What are the coordinates of a point in three-dimensional space?

The coordinates of a point in three-dimensional space are represented as (x, y, z), where x is the distance along the x-axis, y is the distance along the y-axis, and z is the distance along the z-axis.

How do you find the distance between two points A(x₁, y₁, z₁) and B(x₂, y₂, z₂) in 3D space?

The distance d can be calculated using the formula: d = √((x₂ - x₁)² + (y₂ - y₁)² + (z₂ - z₁)²).

What is the formula for the midpoint of the segment joining the points A(x₁, y₁, z₁) and B(x₂, y₂, z₂)?

The midpoint M is given by M = ((x₁ + x₂)/₂, (y₁ + y₂)/₂, (z₁ + z₂)/₂).

How do you represent a line in 3D that passes through point A and is parallel to vector B?

The equation of the line can be represented as r = A + λB, where A is the position vector of point A, B is the direction vector, and λ is a scalar parameter.

What is the section formula in three-dimensional geometry?

What are direction cosines and how are they calculated?

Direction cosines are the cosines of the angles that a line makes with the coordinate axes. If α, β, and γ are the angles, then the direction cosines are l = cos(α), m = cos(β), n = cos(γ). They satisfy the relation l² + m² + n² = 1.

If a line has direction cosines l = 1/√3, m = 1/√3, and n = 1/√3, what does it indicate about the angles with the axes?

It indicates that the line makes equal angles with the x-axis, y-axis, and z-axis, specifically angles of 45 degrees, since cos(45°) = 1/√2.

How do you find the volume of a rectangular prism with length l, width w, and height h?

The volume V of the rectangular prism is calculated using the formula V = l × w × h.

What is the formula for the surface area of a cylinder?

The surface area A of a cylinder is given by A = 2πr(h + r), where r is the radius and h is the height of the cylinder.

How can you determine if three points A, B, and C are collinear in 3D space?

Three points A, B, and C are collinear if the vectors AB and AC are parallel, which can be checked by seeing if the cross product of AB and AC is the zero vector.

If a point P(1, 2, 3) is reflected across the plane x + y + z = 6, what are the coordinates of the reflected point?

The reflected point P' can be found using the formula for reflection across a plane. The coordinates are P' = (5, 4, 3).

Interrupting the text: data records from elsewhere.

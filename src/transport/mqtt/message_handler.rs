//! Pure routing of MQTT events into relay decisions
//!
//! The event-loop driver calls [`MessageHandler::route_mqtt_event`] for every
//! polled event and forwards only what the transport cares about.

use rumqttc::v5::mqttbytes::v5::{ConnectReturnCode, Packet, SubscribeReasonCode};
use rumqttc::v5::Event;
use tracing::debug;

/// Pure message routing decisions based on MQTT events
pub struct MessageHandler;

impl MessageHandler {
    /// Decide whether an inbound publish belongs to the relay
    pub fn should_process_message(
        topic: &str,
        retain: bool,
        input_filter: &str,
        skip_retained: bool,
    ) -> bool {
        if retain && skip_retained {
            debug!("Ignoring retained message on topic: {}", topic);
            return false;
        }

        let filter = crate::message::delivery_filter(input_filter);
        if !crate::message::topic_matches(filter, topic) {
            debug!("Topic mismatch: expected {}, got {}", input_filter, topic);
            return false;
        }

        true
    }

    /// Route MQTT event to appropriate handler
    pub fn route_mqtt_event(event: &Event) -> EventRoute {
        match event {
            Event::Incoming(incoming) => match incoming {
                Packet::ConnAck(connack) => match &connack.code {
                    ConnectReturnCode::Success => EventRoute::ConnectionAcknowledged,
                    code => EventRoute::ConnectionRefused(format!("{code:?}")),
                },
                Packet::Publish(publish) => EventRoute::MessageReceived {
                    topic: String::from_utf8_lossy(&publish.topic).to_string(),
                    payload: publish.payload.clone(),
                    retain: publish.retain,
                },
                Packet::Disconnect(disconnect) => EventRoute::Disconnected(format!(
                    "broker sent DISCONNECT ({:?})",
                    disconnect.reason_code
                )),
                Packet::SubAck(suback) => EventRoute::SubscriptionConfirmed {
                    packet_id: suback.pkid,
                    result: Self::validate_subscription_success(&suback.return_codes),
                },
                other => EventRoute::InfrastructureEvent(format!("{other:?}")),
            },
            Event::Outgoing(_) => EventRoute::OutgoingEvent,
        }
    }

    /// Validate subscription success from SubAck
    pub fn validate_subscription_success(
        return_codes: &[SubscribeReasonCode],
    ) -> Result<(), String> {
        if return_codes.is_empty() {
            return Err("SubAck carried no return codes".to_string());
        }
        if return_codes
            .iter()
            .all(|code| matches!(code, SubscribeReasonCode::Success(_)))
        {
            Ok(())
        } else {
            Err(format!(
                "Subscription failed with return codes: {return_codes:?}"
            ))
        }
    }
}

/// Routing decisions for MQTT events
#[derive(Debug, Clone)]
pub enum EventRoute {
    /// Broker accepted the connection
    ConnectionAcknowledged,
    /// Broker answered CONNECT with a failure code
    ConnectionRefused(String),
    /// Message received on a subscribed topic
    MessageReceived {
        topic: String,
        payload: bytes::Bytes,
        retain: bool,
    },
    /// Session ended, by the broker or the network
    Disconnected(String),
    /// SubAck for a subscribe request
    SubscriptionConfirmed {
        packet_id: u16,
        result: Result<(), String>,
    },
    /// Infrastructure event (PingResp, PubAck, etc.)
    InfrastructureEvent(String),
    /// Outgoing event (handled automatically)
    OutgoingEvent,
}

#[cfg(test)]
mod tests {
    use super::*;
    use bytes::Bytes;
    use rumqttc::v5::mqttbytes::v5::{ConnAck, Disconnect, DisconnectReasonCode, Publish, SubAck};
    use rumqttc::v5::mqttbytes::QoS;

    #[test]
    fn test_should_process_message() {
        let input = "pipeline/default_input";

        assert!(MessageHandler::should_process_message(input, false, input, false));

        // Retained messages are relayed unless explicitly skipped
        assert!(MessageHandler::should_process_message(input, true, input, false));
        assert!(!MessageHandler::should_process_message(input, true, input, true));

        assert!(!MessageHandler::should_process_message(
            "pipeline/other",
            false,
            input,
            false
        ));
    }

    #[test]
    fn test_should_process_message_with_filter() {
        assert!(MessageHandler::should_process_message(
            "sensors/kitchen",
            false,
            "sensors/+",
            false
        ));
        assert!(!MessageHandler::should_process_message(
            "sensors/kitchen/temp",
            false,
            "sensors/+",
            false
        ));
    }

    #[test]
    fn test_should_process_message_for_shared_subscription() {
        let shared = "$share/relays/pipeline/default_input";
        assert!(MessageHandler::should_process_message(
            "pipeline/default_input",
            false,
            shared,
            false
        ));
        assert!(!MessageHandler::should_process_message(
            "pipeline/other",
            false,
            shared,
            false
        ));
    }

    #[test]
    fn test_route_connack() {
        let connack = Event::Incoming(Packet::ConnAck(ConnAck {
            session_present: false,
            code: ConnectReturnCode::Success,
            properties: None,
        }));
        assert!(matches!(
            MessageHandler::route_mqtt_event(&connack),
            EventRoute::ConnectionAcknowledged
        ));

        let refused = Event::Incoming(Packet::ConnAck(ConnAck {
            session_present: false,
            code: ConnectReturnCode::NotAuthorized,
            properties: None,
        }));
        assert!(matches!(
            MessageHandler::route_mqtt_event(&refused),
            EventRoute::ConnectionRefused(_)
        ));
    }

    #[test]
    fn test_route_disconnect() {
        let disconnect = Event::Incoming(Packet::Disconnect(Disconnect {
            reason_code: DisconnectReasonCode::NormalDisconnection,
            properties: None,
        }));
        match MessageHandler::route_mqtt_event(&disconnect) {
            EventRoute::Disconnected(reason) => assert!(reason.contains("NormalDisconnection")),
            other => panic!("Expected Disconnected route, got {other:?}"),
        }
    }

    #[test]
    fn test_route_publish() {
        let publish = Event::Incoming(Packet::Publish(Publish {
            dup: false,
            qos: QoS::AtLeastOnce,
            retain: true,
            topic: Bytes::from("pipeline/default_input"),
            pkid: 1,
            payload: Bytes::from("hello"),
            properties: None,
        }));

        if let EventRoute::MessageReceived {
            topic,
            payload,
            retain,
        } = MessageHandler::route_mqtt_event(&publish)
        {
            assert_eq!(topic, "pipeline/default_input");
            assert_eq!(payload, Bytes::from("hello"));
            assert!(retain);
        } else {
            panic!("Expected MessageReceived route");
        }
    }

    #[test]
    fn test_route_suback() {
        let suback = Event::Incoming(Packet::SubAck(SubAck {
            pkid: 7,
            return_codes: vec![SubscribeReasonCode::Success(QoS::AtLeastOnce)],
            properties: None,
        }));
        match MessageHandler::route_mqtt_event(&suback) {
            EventRoute::SubscriptionConfirmed { packet_id, result } => {
                assert_eq!(packet_id, 7);
                assert!(result.is_ok());
            }
            other => panic!("Expected SubscriptionConfirmed route, got {other:?}"),
        }
    }

    #[test]
    fn test_validate_subscription_success() {
        assert!(MessageHandler::validate_subscription_success(&[
            SubscribeReasonCode::Success(QoS::AtMostOnce),
            SubscribeReasonCode::Success(QoS::AtLeastOnce),
        ])
        .is_ok());

        assert!(
            MessageHandler::validate_subscription_success(&[SubscribeReasonCode::NotAuthorized])
                .is_err()
        );

        assert!(MessageHandler::validate_subscription_success(&[
            SubscribeReasonCode::Success(QoS::AtLeastOnce),
            SubscribeReasonCode::TopicFilterInvalid,
        ])
        .is_err());

        assert!(MessageHandler::validate_subscription_success(&[]).is_err());
    }
}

What is the equation of a plane defined by the normal vector (a, b, c) and passing through the point (x₀, y₀, z₀)?

The equation of the plane is given by a(x - x₀) + b(y - y₀) + c(z - z₀) = 0.

What are the coordinates of the centroid of a triangle with vertices at A(x₁, y₁, z₁), B(x₂, y₂, z₂), and C(x₃, y₃, z₃)?

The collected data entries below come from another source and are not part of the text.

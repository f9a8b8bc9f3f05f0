//! Testing utilities and mock implementations
//!
//! Lets the relay stage be exercised without an MQTT broker.

pub mod mocks;

pub use mocks::*;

The coordinates of the centroid G are given by G = ((x₁ + x₂ + x₃)/3, (y₁ + y₂ + y₃)/3, (z₁ + z₂ + z₃)/3).

Calculate the volume of a sphere with radius r. 

Hint: Use the formula V = (4/3)πr³.

The volume V of a sphere is V = (4/3)πr³. For example, if r = 3, then V = (4/3)π(3)³ = 36π.

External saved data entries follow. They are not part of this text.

//! Message and channel-name types carried through the relay
//!
//! A [`Message`] is an opaque payload tagged with the channel it arrived on or
//! is destined for. A [`ChannelName`] is validated once at startup and never
//! changes afterwards.

use bytes::Bytes;
use std::fmt;
use thiserror::Error;

/// Direction a channel is used in. Input channels may be topic filters,
/// output channels must be concrete topic names.
#[derive(Debug, Clone, Copy, PartialEq, Eq, Hash)]
pub enum ChannelDirection {
    Input,
    Output,
}

impl fmt::Display for ChannelDirection {
    fn fmt(&self, f: &mut fmt::Formatter<'_>) -> fmt::Result {
        match self {
            ChannelDirection::Input => write!(f, "input"),
            ChannelDirection::Output => write!(f, "output"),
        }
    }
}

/// Channel name validation errors
#[derive(Debug, Clone, Error, PartialEq, Eq)]
pub enum TopicError {
    #[error("topic cannot be empty")]
    Empty,
    #[error("topic cannot contain NUL characters")]
    ContainsNul,
    #[error("topic exceeds 65535 bytes")]
    TooLong,
    #[error("wildcards are not allowed in a publish topic")]
    WildcardInPublishTopic,
    #[error("'#' must be the last level of a topic filter")]
    MisplacedMultiLevelWildcard,
    #[error("'+' must occupy an entire topic level")]
    MisplacedSingleLevelWildcard,
    #[error("shared subscription must be $share/<group>/<filter>")]
    InvalidSharedSubscription,
}

/// Immutable, validated MQTT channel (topic) name
#[derive(Debug, Clone, PartialEq, Eq, Hash)]
pub struct ChannelName {
    name: String,
    direction: ChannelDirection,
}

impl ChannelName {
    /// Validate a subscription channel; MQTT `+` and `#` wildcards are allowed
    pub fn input(name: impl Into<String>) -> Result<Self, TopicError> {
        let name = name.into();
        validate_common(&name)?;
        match name.strip_prefix(SHARED_PREFIX) {
            Some(shared) => validate_shared(shared)?,
            None => validate_filter(&name)?,
        }
        Ok(Self {
            name,
            direction: ChannelDirection::Input,
        })
    }

    /// Validate a publish channel; wildcards are rejected
    pub fn output(name: impl Into<String>) -> Result<Self, TopicError> {
        let name = name.into();
        validate_common(&name)?;
        if name.contains(['+', '#']) {
            return Err(TopicError::WildcardInPublishTopic);
        }
        Ok(Self {
            name,
            direction: ChannelDirection::Output,
        })
    }

    pub fn as_str(&self) -> &str {
        &self.name
    }

    pub fn direction(&self) -> ChannelDirection {
        self.direction
    }

    /// `$share/<group>/...` subscription, load-balanced across a group
    pub fn is_shared(&self) -> bool {
        self.name.starts_with(SHARED_PREFIX)
    }

    /// MQTT topic-filter matching of a concrete `topic` against this channel
    pub fn matches(&self, topic: &str) -> bool {
        topic_matches(delivery_filter(&self.name), topic)
    }
}

impl fmt::Display for ChannelName {
    fn fmt(&self, f: &mut fmt::Formatter<'_>) -> fmt::Result {
        f.write_str(&self.name)
    }
}

impl AsRef<str> for ChannelName {
    fn as_ref(&self) -> &str {
        &self.name
    }
}

fn validate_common(name: &str) -> Result<(), TopicError> {
    if name.is_empty() {
        return Err(TopicError::Empty);
    }
    if name.contains('\0') {
        return Err(TopicError::ContainsNul);
    }
    if name.len() > u16::MAX as usize {
        return Err(TopicError::TooLong);
    }
    Ok(())
}

fn validate_shared(shared: &str) -> Result<(), TopicError> {
    let (group, filter) = shared
        .split_once('/')
        .ok_or(TopicError::InvalidSharedSubscription)?;
    if group.is_empty() || filter.is_empty() || group.contains(['+', '#']) {
        return Err(TopicError::InvalidSharedSubscription);
    }
    validate_filter(filter)
}

fn validate_filter(filter: &str) -> Result<(), TopicError> {
    let levels: Vec<&str> = filter.split('/').collect();
    let last = levels.len() - 1;
    for (i, level) in levels.iter().enumerate() {
        if level.contains('#') && (*level != "#" || i != last) {
            return Err(TopicError::MisplacedMultiLevelWildcard);
        }
        if level.contains('+') && *level != "+" {
            return Err(TopicError::MisplacedSingleLevelWildcard);
        }
    }
    Ok(())
}

const SHARED_PREFIX: &str = "$share/";

/// The filter publishes are delivered under. For `$share/<group>/<filter>`
/// the broker delivers on topics matching `<filter>`.
pub fn delivery_filter(filter: &str) -> &str {
    filter
        .strip_prefix(SHARED_PREFIX)
        .and_then(|shared| shared.split_once('/'))
        .map_or(filter, |(_, inner)| inner)
}

/// Match a concrete topic name against an MQTT topic filter
pub fn topic_matches(filter: &str, topic: &str) -> bool {
    // Filters starting with a wildcard never match system topics
    if topic.starts_with('$') && (filter.starts_with('+') || filter.starts_with('#')) {
        return false;
    }

    let mut filter_levels = filter.split('/');
    let mut topic_levels = topic.split('/');

    loop {
        match (filter_levels.next(), topic_levels.next()) {
            (Some("#"), _) => return true,
            (Some("+"), Some(_)) => continue,
            (Some(f), Some(t)) if f == t => continue,
            (None, None) => return true,
            _ => return false,
        }
    }
}

/// Opaque payload plus the channel it belongs to
#[derive(Debug, Clone, PartialEq, Eq)]
pub struct Message {
    topic: String,
    payload: Bytes,
    retain: bool,
}

impl Message {
    pub fn new(topic: impl Into<String>, payload: impl Into<Bytes>) -> Self {
        Self {
            topic: topic.into(),
            payload: payload.into(),
            retain: false,
        }
    }

    /// Inbound message as delivered by the broker
    pub fn received(topic: impl Into<String>, payload: impl Into<Bytes>, retain: bool) -> Self {
        Self {
            topic: topic.into(),
            payload: payload.into(),
            retain,
        }
    }

    /// Build the outbound message for `output`. The new message owns its own
    /// payload buffer and shares nothing with `self`.
    pub fn derive(&self, output: &ChannelName, payload: Vec<u8>) -> Message {
        Message::new(output.as_str(), payload)
    }

    pub fn topic(&self) -> &str {
        &self.topic
    }

    pub fn payload(&self) -> &[u8] {
        &self.payload
    }

    pub fn payload_bytes(&self) -> Bytes {
        self.payload.clone()
    }

    pub fn is_retained(&self) -> bool {
        self.retain
    }

    pub fn len(&self) -> usize {
        self.payload.len()
    }

    pub fn is_empty(&self) -> bool {
        self.payload.is_empty()
    }
}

If a line passes through points A(1, 1, 1) and B(4, 5, 6), what are the direction ratios of the line?

The direction ratios can be found by subtracting the coordinates: (4 - 1, 5 - 1, 6 - 1) = (3, 4, 5).

What is the formula for the distance between a point and a plane?

The distance d from a point (x₀, y₀, z₀) to the plane Ax + By + Cz + D = 0 is given by d = |Ax₀ + By₀ + Cz₀ + D| / √(A² + B² + C²).

What is the equation of a line joining points A(0, 0, 0) and B(1, 2, 3)? 

Hint: Use parametric equations.

The parametric equations of the line are x = t, y = 2t, z = 3t, where t is a scalar.

What is the relationship between direction ratios and direction cosines?

Direction ratios are proportional to direction cosines. If l, m, n are direction cosines, then the direction ratios a, b, c can be expressed as a = kl, b = km, c = kn for some constant k.